- _Instructions for the task_: Return the run of lines below that opens with the line containing "the selected hours" and closes with the line containing "repository b2ae8078b31cef5c", keeping each one exact.

==== Supplied data

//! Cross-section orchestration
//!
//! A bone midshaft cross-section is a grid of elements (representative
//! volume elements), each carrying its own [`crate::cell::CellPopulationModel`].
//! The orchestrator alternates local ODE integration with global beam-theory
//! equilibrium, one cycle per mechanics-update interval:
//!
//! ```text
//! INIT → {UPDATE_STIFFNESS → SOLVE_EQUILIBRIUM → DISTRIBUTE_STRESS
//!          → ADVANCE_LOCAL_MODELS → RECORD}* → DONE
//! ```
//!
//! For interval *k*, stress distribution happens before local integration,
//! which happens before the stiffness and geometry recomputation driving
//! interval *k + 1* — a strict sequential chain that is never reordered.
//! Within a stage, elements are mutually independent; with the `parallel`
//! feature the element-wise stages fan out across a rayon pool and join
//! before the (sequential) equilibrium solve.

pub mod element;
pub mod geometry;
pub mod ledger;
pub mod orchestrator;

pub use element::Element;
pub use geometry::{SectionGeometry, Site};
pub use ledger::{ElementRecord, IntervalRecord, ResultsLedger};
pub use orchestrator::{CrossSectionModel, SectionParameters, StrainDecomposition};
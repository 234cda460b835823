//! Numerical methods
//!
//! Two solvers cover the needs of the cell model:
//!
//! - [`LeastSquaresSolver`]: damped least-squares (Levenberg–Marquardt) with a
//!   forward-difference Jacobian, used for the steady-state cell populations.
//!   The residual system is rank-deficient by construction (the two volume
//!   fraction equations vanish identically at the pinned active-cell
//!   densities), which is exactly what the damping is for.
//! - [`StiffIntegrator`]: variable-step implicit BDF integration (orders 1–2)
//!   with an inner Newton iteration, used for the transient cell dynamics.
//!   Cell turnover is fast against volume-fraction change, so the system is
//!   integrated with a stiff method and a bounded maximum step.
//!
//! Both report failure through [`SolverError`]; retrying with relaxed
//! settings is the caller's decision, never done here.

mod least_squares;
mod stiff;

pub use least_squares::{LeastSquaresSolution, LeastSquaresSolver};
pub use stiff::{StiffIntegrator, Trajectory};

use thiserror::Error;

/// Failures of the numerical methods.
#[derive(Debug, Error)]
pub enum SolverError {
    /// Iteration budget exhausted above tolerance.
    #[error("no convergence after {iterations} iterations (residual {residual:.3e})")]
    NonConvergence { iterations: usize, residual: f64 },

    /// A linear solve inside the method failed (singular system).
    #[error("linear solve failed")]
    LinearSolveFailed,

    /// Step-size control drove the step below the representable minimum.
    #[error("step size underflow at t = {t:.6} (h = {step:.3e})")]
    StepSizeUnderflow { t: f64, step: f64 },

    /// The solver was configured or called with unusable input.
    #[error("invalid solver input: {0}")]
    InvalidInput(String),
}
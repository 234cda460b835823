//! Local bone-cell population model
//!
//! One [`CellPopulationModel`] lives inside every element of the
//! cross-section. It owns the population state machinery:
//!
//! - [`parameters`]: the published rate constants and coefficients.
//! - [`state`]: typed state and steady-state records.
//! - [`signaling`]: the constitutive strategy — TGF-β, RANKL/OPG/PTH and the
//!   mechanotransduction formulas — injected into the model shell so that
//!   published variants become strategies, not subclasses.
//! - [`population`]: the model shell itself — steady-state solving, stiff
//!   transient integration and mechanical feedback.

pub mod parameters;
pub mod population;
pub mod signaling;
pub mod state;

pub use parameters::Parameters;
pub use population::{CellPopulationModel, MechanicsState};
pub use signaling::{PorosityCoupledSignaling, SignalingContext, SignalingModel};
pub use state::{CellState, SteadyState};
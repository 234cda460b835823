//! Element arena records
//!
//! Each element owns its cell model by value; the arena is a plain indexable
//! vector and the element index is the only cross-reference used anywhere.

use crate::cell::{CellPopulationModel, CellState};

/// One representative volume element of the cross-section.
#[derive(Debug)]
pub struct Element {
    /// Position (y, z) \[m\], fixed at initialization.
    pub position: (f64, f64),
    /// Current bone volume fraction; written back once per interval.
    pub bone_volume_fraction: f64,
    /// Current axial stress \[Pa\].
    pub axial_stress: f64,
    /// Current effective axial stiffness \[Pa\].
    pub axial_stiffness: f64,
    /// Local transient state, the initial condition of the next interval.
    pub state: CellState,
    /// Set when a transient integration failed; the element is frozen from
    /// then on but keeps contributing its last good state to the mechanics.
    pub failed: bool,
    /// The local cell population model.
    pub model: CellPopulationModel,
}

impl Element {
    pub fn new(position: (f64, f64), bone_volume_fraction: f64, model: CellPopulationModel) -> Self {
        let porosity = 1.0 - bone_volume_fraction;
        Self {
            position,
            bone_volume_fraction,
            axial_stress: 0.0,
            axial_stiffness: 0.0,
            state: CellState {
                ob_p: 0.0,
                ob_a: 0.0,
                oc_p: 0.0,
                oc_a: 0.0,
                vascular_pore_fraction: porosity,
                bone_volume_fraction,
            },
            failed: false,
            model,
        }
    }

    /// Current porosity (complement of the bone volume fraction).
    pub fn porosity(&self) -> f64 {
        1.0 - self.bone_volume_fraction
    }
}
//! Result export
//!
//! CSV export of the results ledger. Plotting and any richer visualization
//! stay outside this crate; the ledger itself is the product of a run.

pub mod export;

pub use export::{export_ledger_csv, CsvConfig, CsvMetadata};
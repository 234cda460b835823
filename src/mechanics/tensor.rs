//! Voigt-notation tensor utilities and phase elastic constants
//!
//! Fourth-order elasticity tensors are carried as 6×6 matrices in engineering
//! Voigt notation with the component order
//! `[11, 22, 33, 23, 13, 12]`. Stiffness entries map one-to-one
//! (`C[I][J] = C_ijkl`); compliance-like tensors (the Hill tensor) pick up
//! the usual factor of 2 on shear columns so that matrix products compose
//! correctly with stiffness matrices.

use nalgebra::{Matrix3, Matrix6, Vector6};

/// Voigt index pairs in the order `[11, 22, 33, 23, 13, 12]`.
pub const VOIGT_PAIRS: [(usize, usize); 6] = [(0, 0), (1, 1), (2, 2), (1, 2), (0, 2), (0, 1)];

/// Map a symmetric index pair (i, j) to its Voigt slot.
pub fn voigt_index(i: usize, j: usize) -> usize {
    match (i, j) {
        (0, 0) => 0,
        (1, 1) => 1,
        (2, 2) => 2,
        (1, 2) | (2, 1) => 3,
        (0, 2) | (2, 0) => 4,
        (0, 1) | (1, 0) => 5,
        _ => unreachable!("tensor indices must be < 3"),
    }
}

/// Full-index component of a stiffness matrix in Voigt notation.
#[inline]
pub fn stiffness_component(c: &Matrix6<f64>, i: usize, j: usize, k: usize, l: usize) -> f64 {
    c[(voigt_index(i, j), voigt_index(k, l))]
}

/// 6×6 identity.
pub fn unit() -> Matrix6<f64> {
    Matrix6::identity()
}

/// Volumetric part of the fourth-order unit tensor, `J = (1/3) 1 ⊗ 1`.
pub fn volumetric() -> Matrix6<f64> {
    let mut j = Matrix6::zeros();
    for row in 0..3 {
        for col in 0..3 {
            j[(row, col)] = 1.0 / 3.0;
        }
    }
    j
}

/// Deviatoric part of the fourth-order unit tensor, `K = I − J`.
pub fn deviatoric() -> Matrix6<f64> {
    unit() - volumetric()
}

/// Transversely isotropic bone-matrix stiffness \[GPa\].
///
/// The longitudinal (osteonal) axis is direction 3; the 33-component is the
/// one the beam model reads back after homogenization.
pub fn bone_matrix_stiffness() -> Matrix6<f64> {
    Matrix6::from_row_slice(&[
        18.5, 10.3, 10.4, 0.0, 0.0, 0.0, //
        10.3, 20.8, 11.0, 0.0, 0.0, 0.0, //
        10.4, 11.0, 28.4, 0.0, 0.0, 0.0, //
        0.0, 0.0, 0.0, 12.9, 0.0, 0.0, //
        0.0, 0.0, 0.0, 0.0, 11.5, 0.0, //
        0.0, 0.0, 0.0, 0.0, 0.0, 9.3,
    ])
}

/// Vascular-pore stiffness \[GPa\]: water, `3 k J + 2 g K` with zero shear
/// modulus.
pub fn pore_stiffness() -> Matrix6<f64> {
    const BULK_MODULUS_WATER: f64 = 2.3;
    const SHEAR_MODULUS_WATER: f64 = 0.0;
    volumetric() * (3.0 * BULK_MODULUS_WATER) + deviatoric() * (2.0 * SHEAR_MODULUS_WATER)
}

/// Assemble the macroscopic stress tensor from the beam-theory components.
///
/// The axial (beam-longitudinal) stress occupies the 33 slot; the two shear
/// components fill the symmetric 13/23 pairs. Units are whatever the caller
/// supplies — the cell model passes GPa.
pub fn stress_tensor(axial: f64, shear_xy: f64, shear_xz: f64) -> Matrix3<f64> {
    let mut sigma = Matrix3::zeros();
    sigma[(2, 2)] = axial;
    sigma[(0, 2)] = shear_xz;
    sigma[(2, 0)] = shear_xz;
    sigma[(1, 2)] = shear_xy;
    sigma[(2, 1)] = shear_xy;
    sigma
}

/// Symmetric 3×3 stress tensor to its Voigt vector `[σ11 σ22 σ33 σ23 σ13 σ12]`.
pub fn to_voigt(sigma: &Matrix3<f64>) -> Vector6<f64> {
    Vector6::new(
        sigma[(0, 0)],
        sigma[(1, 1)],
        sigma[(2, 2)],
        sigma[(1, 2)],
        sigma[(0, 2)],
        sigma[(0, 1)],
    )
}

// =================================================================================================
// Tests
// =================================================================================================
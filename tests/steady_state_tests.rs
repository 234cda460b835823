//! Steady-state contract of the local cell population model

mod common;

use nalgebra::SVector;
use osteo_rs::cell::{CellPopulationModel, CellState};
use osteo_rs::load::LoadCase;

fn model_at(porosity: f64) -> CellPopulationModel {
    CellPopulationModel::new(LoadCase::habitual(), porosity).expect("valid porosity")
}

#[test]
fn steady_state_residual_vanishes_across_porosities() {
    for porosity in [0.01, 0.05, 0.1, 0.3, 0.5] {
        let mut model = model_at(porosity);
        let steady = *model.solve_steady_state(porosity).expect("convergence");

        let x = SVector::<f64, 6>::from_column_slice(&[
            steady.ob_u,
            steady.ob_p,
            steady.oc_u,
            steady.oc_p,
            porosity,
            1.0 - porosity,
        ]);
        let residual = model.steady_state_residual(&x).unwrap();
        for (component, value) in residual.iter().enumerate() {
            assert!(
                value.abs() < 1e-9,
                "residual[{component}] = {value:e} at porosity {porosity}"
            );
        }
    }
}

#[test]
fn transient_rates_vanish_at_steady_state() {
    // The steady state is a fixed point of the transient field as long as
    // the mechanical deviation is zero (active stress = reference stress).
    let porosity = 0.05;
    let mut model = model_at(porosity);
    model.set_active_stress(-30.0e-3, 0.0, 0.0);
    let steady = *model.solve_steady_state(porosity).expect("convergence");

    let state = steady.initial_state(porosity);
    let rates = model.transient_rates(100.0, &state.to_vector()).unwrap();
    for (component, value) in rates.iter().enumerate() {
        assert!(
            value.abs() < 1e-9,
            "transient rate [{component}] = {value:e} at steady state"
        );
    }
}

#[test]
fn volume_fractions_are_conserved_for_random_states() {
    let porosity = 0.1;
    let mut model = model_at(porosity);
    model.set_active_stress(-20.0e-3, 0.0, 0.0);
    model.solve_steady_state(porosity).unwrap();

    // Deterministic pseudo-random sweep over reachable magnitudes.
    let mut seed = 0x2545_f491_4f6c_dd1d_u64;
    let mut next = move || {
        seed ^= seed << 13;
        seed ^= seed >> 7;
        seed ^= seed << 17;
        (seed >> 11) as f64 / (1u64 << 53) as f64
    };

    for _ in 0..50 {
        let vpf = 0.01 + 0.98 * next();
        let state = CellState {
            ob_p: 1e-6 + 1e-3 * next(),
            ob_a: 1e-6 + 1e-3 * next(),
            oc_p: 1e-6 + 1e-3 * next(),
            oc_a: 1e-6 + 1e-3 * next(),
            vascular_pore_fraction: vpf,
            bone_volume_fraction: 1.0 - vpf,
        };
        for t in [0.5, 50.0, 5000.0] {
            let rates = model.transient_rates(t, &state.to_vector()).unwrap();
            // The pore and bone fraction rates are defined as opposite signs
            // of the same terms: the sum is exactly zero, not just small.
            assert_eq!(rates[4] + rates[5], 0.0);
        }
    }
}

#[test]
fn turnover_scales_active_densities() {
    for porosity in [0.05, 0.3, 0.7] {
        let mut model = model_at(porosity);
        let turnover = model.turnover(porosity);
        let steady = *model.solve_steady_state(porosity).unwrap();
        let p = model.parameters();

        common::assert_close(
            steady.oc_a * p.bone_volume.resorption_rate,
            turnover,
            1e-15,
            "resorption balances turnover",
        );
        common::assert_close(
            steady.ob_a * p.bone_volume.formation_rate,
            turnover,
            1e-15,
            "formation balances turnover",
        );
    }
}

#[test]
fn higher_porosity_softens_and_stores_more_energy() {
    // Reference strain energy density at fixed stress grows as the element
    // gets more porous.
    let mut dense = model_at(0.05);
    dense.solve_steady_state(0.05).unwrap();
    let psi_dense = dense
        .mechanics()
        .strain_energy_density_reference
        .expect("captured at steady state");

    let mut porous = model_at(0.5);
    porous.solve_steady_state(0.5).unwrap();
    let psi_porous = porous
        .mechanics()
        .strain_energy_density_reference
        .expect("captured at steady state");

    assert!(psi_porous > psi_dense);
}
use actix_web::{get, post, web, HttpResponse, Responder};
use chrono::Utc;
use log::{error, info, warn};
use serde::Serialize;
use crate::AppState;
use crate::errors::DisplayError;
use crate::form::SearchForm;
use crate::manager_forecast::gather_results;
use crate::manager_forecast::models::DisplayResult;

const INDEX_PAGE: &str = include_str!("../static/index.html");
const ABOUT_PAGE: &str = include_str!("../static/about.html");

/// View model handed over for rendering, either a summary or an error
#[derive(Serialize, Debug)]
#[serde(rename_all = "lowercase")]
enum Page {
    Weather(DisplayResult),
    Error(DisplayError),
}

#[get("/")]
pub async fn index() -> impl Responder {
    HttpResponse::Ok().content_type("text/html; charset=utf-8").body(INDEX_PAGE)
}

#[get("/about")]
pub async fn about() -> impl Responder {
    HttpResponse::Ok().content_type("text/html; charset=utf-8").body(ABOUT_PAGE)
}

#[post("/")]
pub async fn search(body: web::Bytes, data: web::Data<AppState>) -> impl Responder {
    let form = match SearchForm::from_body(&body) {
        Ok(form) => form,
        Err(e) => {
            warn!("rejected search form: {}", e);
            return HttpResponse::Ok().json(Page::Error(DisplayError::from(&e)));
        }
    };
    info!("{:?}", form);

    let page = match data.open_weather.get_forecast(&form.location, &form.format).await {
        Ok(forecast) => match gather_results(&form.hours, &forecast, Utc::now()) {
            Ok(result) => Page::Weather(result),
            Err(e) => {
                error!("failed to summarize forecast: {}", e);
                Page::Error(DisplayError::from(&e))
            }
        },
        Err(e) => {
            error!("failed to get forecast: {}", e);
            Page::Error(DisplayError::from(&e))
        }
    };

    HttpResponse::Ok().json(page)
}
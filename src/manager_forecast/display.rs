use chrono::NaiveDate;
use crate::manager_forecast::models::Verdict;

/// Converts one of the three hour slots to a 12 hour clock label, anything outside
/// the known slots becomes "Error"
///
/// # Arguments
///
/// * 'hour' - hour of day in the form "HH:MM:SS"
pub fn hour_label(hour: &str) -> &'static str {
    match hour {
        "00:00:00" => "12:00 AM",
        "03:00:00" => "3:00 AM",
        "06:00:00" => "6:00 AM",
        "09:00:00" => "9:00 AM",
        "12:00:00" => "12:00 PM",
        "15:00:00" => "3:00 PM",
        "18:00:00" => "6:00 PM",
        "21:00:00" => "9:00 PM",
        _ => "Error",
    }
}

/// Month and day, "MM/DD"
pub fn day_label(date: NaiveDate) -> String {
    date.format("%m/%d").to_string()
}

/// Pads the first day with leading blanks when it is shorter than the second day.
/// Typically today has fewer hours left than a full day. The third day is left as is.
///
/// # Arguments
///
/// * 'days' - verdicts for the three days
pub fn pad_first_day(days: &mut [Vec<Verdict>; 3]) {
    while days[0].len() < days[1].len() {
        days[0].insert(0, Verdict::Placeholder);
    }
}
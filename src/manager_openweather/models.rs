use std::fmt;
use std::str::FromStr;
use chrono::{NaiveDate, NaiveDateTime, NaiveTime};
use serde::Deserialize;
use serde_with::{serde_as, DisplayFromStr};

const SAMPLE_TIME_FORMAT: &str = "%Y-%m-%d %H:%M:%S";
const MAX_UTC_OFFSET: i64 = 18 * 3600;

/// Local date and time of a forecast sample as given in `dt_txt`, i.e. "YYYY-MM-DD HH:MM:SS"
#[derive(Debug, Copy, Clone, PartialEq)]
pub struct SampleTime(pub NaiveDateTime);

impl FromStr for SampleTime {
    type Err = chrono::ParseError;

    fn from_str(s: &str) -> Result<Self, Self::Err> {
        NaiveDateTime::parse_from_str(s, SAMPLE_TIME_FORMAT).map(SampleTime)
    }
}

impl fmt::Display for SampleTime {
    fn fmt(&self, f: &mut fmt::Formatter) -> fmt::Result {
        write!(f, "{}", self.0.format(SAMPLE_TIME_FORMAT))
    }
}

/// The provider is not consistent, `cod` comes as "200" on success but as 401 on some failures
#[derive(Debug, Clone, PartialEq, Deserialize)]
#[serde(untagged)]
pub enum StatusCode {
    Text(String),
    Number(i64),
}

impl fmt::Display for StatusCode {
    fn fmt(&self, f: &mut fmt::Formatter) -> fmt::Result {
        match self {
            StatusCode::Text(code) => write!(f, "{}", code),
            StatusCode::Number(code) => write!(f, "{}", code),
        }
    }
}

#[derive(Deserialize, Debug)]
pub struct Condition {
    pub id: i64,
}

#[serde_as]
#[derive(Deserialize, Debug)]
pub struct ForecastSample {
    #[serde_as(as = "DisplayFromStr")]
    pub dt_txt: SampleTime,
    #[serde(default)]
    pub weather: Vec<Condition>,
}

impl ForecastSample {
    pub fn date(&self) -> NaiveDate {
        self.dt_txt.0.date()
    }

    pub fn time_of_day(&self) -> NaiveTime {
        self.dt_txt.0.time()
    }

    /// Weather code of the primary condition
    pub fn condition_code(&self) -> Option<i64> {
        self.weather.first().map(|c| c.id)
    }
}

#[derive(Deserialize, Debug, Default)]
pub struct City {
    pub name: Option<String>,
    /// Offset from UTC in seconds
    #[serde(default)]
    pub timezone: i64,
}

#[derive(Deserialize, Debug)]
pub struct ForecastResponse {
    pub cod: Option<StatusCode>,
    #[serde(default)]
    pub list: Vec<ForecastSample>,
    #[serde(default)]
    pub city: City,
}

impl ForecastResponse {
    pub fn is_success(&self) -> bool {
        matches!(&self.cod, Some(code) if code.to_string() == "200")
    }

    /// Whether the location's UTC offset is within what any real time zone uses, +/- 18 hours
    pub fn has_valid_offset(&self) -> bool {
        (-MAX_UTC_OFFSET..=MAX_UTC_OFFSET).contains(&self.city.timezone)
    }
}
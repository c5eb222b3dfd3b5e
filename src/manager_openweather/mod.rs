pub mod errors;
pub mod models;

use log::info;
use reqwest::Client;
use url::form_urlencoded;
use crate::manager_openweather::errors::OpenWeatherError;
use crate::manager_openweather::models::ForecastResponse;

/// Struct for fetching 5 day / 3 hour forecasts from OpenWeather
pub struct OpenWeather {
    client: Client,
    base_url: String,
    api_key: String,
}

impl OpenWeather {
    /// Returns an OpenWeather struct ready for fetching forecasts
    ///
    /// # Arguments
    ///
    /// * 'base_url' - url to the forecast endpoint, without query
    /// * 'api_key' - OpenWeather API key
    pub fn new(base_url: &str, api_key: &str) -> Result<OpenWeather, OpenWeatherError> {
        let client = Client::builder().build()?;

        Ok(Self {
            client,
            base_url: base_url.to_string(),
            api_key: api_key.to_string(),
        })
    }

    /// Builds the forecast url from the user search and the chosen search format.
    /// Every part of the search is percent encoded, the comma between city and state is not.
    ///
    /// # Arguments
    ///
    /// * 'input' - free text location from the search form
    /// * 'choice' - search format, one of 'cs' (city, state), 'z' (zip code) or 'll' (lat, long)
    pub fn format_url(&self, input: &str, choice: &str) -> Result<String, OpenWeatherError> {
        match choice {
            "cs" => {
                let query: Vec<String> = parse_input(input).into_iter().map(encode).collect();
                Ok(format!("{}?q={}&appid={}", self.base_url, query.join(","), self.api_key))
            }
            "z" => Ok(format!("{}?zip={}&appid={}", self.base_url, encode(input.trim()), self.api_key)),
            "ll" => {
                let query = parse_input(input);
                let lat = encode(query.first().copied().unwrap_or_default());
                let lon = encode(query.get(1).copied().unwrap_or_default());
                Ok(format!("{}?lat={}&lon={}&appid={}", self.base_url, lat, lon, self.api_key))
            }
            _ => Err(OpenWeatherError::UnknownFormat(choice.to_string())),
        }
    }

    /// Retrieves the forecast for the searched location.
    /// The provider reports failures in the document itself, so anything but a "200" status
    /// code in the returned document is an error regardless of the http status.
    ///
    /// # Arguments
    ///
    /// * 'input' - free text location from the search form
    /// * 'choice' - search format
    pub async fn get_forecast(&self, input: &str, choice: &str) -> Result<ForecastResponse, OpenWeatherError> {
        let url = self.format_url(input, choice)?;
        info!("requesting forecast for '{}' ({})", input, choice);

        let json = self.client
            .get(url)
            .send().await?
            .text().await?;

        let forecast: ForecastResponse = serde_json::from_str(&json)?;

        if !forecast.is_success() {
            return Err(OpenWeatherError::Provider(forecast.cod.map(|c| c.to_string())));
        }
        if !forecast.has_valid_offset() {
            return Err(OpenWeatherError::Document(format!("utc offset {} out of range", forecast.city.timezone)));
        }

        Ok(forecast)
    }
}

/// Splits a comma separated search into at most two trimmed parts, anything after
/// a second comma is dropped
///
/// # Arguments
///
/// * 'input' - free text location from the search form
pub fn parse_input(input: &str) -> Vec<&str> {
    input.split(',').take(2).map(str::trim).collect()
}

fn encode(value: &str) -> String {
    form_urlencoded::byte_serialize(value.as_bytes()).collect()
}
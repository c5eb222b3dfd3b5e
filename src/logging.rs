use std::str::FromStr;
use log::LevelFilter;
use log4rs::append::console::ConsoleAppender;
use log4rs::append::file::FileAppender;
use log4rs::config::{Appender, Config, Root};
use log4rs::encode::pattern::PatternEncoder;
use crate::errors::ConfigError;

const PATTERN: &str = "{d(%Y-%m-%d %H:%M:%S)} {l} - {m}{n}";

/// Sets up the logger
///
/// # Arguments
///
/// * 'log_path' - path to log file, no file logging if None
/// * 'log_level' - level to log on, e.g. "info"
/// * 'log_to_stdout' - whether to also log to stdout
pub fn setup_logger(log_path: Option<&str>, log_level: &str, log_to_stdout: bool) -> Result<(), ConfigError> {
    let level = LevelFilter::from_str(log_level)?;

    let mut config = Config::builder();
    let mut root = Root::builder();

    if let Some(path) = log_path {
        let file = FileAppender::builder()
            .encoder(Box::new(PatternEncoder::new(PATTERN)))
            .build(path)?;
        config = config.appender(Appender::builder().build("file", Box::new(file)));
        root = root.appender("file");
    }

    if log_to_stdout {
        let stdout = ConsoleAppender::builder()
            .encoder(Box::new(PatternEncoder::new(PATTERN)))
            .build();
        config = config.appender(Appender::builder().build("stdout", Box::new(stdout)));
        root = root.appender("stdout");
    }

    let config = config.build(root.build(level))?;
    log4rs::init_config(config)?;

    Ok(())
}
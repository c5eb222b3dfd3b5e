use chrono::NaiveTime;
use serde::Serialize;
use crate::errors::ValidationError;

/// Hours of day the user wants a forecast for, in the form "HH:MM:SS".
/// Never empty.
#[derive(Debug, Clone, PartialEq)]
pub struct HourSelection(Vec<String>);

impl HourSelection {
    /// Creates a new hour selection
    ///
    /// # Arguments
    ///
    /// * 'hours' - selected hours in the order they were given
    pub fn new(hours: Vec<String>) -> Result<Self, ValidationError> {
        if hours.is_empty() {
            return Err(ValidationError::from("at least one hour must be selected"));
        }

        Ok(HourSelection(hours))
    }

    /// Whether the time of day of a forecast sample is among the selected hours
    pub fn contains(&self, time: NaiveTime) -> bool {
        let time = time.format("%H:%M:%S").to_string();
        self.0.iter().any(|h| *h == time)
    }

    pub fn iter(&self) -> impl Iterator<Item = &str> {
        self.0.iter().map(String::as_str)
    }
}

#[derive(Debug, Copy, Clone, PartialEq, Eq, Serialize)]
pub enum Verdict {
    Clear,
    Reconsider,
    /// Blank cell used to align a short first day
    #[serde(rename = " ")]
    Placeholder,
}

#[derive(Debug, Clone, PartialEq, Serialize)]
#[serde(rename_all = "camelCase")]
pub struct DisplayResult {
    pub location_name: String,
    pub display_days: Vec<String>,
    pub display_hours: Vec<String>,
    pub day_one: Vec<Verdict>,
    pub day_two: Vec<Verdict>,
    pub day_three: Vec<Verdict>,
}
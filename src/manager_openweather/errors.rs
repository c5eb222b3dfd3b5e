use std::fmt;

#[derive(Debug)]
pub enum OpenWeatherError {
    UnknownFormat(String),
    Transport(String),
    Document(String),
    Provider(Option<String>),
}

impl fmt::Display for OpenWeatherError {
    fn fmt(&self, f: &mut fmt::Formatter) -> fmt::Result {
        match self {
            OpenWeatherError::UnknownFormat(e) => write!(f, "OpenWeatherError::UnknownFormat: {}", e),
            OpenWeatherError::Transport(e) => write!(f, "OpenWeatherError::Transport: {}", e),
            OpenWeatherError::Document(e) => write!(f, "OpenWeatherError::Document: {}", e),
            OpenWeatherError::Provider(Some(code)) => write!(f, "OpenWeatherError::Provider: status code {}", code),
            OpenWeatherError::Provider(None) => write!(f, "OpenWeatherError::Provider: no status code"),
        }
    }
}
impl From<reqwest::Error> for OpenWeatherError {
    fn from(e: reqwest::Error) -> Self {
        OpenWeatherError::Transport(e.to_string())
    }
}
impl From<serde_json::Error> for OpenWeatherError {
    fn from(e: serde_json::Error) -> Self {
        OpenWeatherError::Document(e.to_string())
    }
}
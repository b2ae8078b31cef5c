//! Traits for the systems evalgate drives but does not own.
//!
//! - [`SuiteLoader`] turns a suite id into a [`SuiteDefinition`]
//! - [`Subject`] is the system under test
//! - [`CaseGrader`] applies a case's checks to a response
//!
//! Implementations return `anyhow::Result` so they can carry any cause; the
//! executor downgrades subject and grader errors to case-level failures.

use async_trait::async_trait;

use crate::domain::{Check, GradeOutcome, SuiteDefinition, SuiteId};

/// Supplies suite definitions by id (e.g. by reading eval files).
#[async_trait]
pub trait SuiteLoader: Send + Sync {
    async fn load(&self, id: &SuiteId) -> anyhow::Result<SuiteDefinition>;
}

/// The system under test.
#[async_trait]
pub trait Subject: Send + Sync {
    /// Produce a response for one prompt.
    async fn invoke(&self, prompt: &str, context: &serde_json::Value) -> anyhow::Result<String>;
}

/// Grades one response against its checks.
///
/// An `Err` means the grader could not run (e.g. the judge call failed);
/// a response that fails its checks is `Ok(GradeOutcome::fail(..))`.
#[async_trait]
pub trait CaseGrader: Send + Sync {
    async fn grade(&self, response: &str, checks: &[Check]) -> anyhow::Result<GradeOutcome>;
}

========

- _Problem solution_:
    /// Whether the time of day of a forecast sample is among the selected hours
    pub fn contains(&self, time: NaiveTime) -> bool {
        let time = time.format("%H:%M:%S").to_string();
        self.0.iter().any(|h| *h == time)
    }

    pub fn iter(&self) -> impl Iterator<Item = &str> {
        self.0.iter().map(String::as_str)
    }
}

#[derive(Debug, Copy, Clone, PartialEq, Eq, Serialize)]
pub enum Verdict {
    Clear,
    Reconsider,
    /// Blank cell used to align a short first day
    #[serde(rename = " ")]
    Placeholder,
}

#[derive(Debug, Clone, PartialEq, Serialize)]
#[serde(rename_all = "camelCase")]
pub struct DisplayResult {
    pub location_name: String,
    pub display_days: Vec<String>,
    pub display_hours: Vec<String>,
    pub day_one: Vec<Verdict>,
    pub day_two: Vec<Verdict>,
    pub day_three: Vec<Verdict>,
}
filename src/manager_openweather/errors.rs
repository c5eb222b3dfd3b5e
use std::fmt;

#[derive(Debug)]
pub enum OpenWeatherError {
    UnknownFormat(String),
    Transport(String),
    Document(String),
    Provider(Option<String>),
}

impl fmt::Display for OpenWeatherError {
    fn fmt(&self, f: &mut fmt::Formatter) -> fmt::Result {
        match self {
            OpenWeatherError::UnknownFormat(e) => write!(f, "OpenWeatherError::UnknownFormat: {}", e),
            OpenWeatherError::Transport(e) => write!(f, "OpenWeatherError::Transport: {}", e),
            OpenWeatherError::Document(e) => write!(f, "OpenWeatherError::Document: {}", e),
            OpenWeatherError::Provider(Some(code)) => write!(f, "OpenWeatherError::Provider: status code {}", code),
            OpenWeatherError::Provider(None) => write!(f, "OpenWeatherError::Provider: no status code"),
        }
    }
}
impl From<reqwest::Error> for OpenWeatherError {
    fn from(e: reqwest::Error) -> Self {
        OpenWeatherError::Transport(e.to_string())
    }
}
impl From<serde_json::Error> for OpenWeatherError {
    fn from(e: serde_json::Error) -> Self {
        OpenWeatherError::Document(e.to_string())
    }
}
repository b2ae8078b31cef5c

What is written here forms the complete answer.